WHAT YOU ARE ASKED TO DO:
Scan the entries below for the word "Some" and copy every line in which it occurs.

Collected data entries:
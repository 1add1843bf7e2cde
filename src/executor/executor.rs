//! Query executor for flatdb
//!
//! This module executes parsed commands against a record store and
//! returns results. Each invocation is a single parse -> validate ->
//! execute pipeline; there is no retry and no rollback.

use serde::Serialize;
use tracing::debug;

use super::predicate;
use crate::catalog::Schema;
use crate::error::{Error, Result};
use crate::sql::ast::{
    Command, CreateTableCommand, DescribeCommand, InsertCommand, Projection, SelectCommand,
    SelectJoinCommand,
};
use crate::storage::{RecordStore, Row, Value};

/// Query result
#[derive(Debug, Serialize)]
pub struct QueryResult {
    /// Output header (original-case column names)
    pub columns: Vec<String>,
    /// Result rows, in source order
    pub rows: Vec<Row>,
    /// Message (for commands that return no rows)
    pub message: Option<String>,
}

impl QueryResult {
    /// Create a result with a message
    pub fn with_message(message: impl Into<String>) -> Self {
        Self {
            columns: Vec::new(),
            rows: Vec::new(),
            message: Some(message.into()),
        }
    }

    /// Create a result with a header and rows
    pub fn with_rows(columns: Vec<String>, rows: Vec<Row>) -> Self {
        Self {
            columns,
            rows,
            message: None,
        }
    }
}

/// Which side of a join a WHERE clause is scoped to
enum WhereSide {
    Left,
    Right,
    /// The qualifier names neither joined table; no row can match
    Neither,
}

/// Execution engine over a record store
pub struct Engine<S: RecordStore> {
    store: S,
}

impl<S: RecordStore> Engine<S> {
    /// Create a new engine backed by the given store
    pub fn new(store: S) -> Self {
        Self { store }
    }

    /// Execute a parsed command
    pub fn execute(&self, command: Command) -> Result<QueryResult> {
        match command {
            Command::CreateTable(cmd) => self.execute_create_table(cmd),
            Command::Insert(cmd) => self.execute_insert(cmd),
            Command::Describe(cmd) => self.execute_describe(cmd),
            Command::Select(cmd) => self.execute_select(cmd),
            Command::SelectJoin(cmd) => self.execute_select_join(cmd),
        }
    }

    fn execute_create_table(&self, cmd: CreateTableCommand) -> Result<QueryResult> {
        let schema = Schema::from_columns(cmd.columns);
        self.store.create_table(&cmd.table, &schema)?;
        debug!(table = %cmd.table, columns = schema.len(), "table created");
        Ok(QueryResult::with_message(format!(
            "Table '{}' created successfully",
            cmd.table
        )))
    }

    fn execute_insert(&self, cmd: InsertCommand) -> Result<QueryResult> {
        // Existence is the only check: the value count is deliberately not
        // matched against the schema width, so short or long rows are
        // stored as-is.
        if !self.store.exists(&cmd.table) {
            return Err(Error::TableNotFound(cmd.table));
        }
        let row = Row::new(cmd.values.into_iter().map(Value::new).collect());
        self.store.append_row(&cmd.table, &row)?;
        Ok(QueryResult::with_message(format!(
            "Values inserted into '{}' successfully",
            cmd.table
        )))
    }

    fn execute_describe(&self, cmd: DescribeCommand) -> Result<QueryResult> {
        match self.store.read_schema(&cmd.table)? {
            // A file with no header at all, as opposed to a header with
            // zero data rows.
            None => Ok(QueryResult::with_message(format!(
                "Table '{}' is empty",
                cmd.table
            ))),
            Some(schema) => Ok(QueryResult::with_rows(schema.columns().to_vec(), Vec::new())),
        }
    }

    fn execute_select(&self, cmd: SelectCommand) -> Result<QueryResult> {
        let schema = self.store.read_schema(&cmd.table)?.unwrap_or_default();
        let indices = resolve_projection(
            &cmd.projection,
            &schema,
            &format!("table '{}'", cmd.table),
        )?;

        // A WHERE column unknown to the schema fails the whole query here;
        // the join path instead skips rows. That asymmetry is deliberate.
        if let Some(pred) = &cmd.predicate {
            if schema.column_index(&pred.column.column).is_none() {
                return Err(Error::ColumnNotFound(
                    pred.column.column.clone(),
                    format!("table '{}'", cmd.table),
                ));
            }
        }

        let header = project_header(&schema, &indices);
        let mut rows = Vec::new();
        for row in self.store.read_rows(&cmd.table)? {
            if let Some(pred) = &cmd.predicate {
                if !predicate::matches(pred, &row, &schema) {
                    continue;
                }
            }
            rows.push(project_row(&row, &indices));
        }

        debug!(table = %cmd.table, rows = rows.len(), "select complete");
        Ok(QueryResult::with_rows(header, rows))
    }

    fn execute_select_join(&self, cmd: SelectJoinCommand) -> Result<QueryResult> {
        let left_schema = self.store.read_schema(&cmd.left)?.unwrap_or_default();
        let right_schema = self.store.read_schema(&cmd.right)?.unwrap_or_default();

        let left_idx = left_schema
            .column_index(&cmd.left_key.column)
            .ok_or_else(|| {
                Error::ColumnNotFound(
                    cmd.left_key.column.clone(),
                    format!("table '{}'", cmd.left),
                )
            })?;
        let right_idx = right_schema
            .column_index(&cmd.right_key.column)
            .ok_or_else(|| {
                Error::ColumnNotFound(
                    cmd.right_key.column.clone(),
                    format!("table '{}'", cmd.right),
                )
            })?;

        // Synthetic combined schema: every cell qualified as table.column,
        // left columns first.
        let mut combined = Vec::with_capacity(left_schema.len() + right_schema.len());
        for cell in left_schema.columns() {
            combined.push(format!("{}.{}", cmd.left, cell));
        }
        for cell in right_schema.columns() {
            combined.push(format!("{}.{}", cmd.right, cell));
        }
        let combined_schema = Schema::from_columns(combined);

        let indices = resolve_projection(&cmd.projection, &combined_schema, "joined tables")?;
        let header = project_header(&combined_schema, &indices);

        let side = cmd.predicate.as_ref().map(|p| {
            match p.column.table.as_deref() {
                Some(t) if t == cmd.left => WhereSide::Left,
                Some(t) if t == cmd.right => WhereSide::Right,
                _ => WhereSide::Neither,
            }
        });

        let left_rows = self.store.read_rows(&cmd.left)?;
        let right_rows = self.store.read_rows(&cmd.right)?;

        // Nested-loop equi-join, left-outer right-inner order. Duplicate
        // keys on either side produce the full pairwise match set.
        let mut rows = Vec::new();
        for left_row in &left_rows {
            let Some(left_key) = left_row.get(left_idx) else {
                continue;
            };
            for right_row in &right_rows {
                let Some(right_key) = right_row.get(right_idx) else {
                    continue;
                };
                if left_key != right_key {
                    continue;
                }

                if let (Some(pred), Some(side)) = (&cmd.predicate, &side) {
                    let passed = match side {
                        WhereSide::Left => predicate::matches(pred, left_row, &left_schema),
                        WhereSide::Right => predicate::matches(pred, right_row, &right_schema),
                        WhereSide::Neither => false,
                    };
                    if !passed {
                        continue;
                    }
                }

                // Projection reads from the concatenation of the actual
                // row fields, not schema-padded widths.
                let mut fields = left_row.values().to_vec();
                fields.extend(right_row.values().iter().cloned());
                rows.push(project_row(&Row::new(fields), &indices));
            }
        }

        debug!(
            left = %cmd.left,
            right = %cmd.right,
            rows = rows.len(),
            "join complete"
        );
        Ok(QueryResult::with_rows(header, rows))
    }
}

/// Resolve a projection to column indices against a schema
fn resolve_projection(
    projection: &Projection,
    schema: &Schema,
    context: &str,
) -> Result<Vec<usize>> {
    match projection {
        Projection::Wildcard => Ok((0..schema.len()).collect()),
        Projection::Columns(names) => names
            .iter()
            .map(|name| {
                schema
                    .column_index(name)
                    .ok_or_else(|| Error::ColumnNotFound(name.clone(), context.to_string()))
            })
            .collect(),
    }
}

/// Header cells for the selected indices, original case
fn project_header(schema: &Schema, indices: &[usize]) -> Vec<String> {
    indices
        .iter()
        .map(|&i| schema.column_at(i).unwrap_or_default().to_string())
        .collect()
}

/// Selected fields of one row; indices beyond the row's width render empty
fn project_row(row: &Row, indices: &[usize]) -> Row {
    Row::new(
        indices
            .iter()
            .map(|&i| row.get(i).cloned().unwrap_or_else(|| Value::new("")))
            .collect(),
    )
}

EXERCISE RESULT:
            message: Some(message.into()),
            Some(schema) => Ok(QueryResult::with_rows(schema.columns().to_vec(), Vec::new())),
        if let Some(pred) = &cmd.predicate {
            if let Some(pred) = &cmd.predicate {
                Some(t) if t == cmd.left => WhereSide::Left,
                Some(t) if t == cmd.right => WhereSide::Right,
            let Some(left_key) = left_row.get(left_idx) else {
                let Some(right_key) = right_row.get(right_idx) else {
                if let (Some(pred), Some(side)) = (&cmd.predicate, &side) {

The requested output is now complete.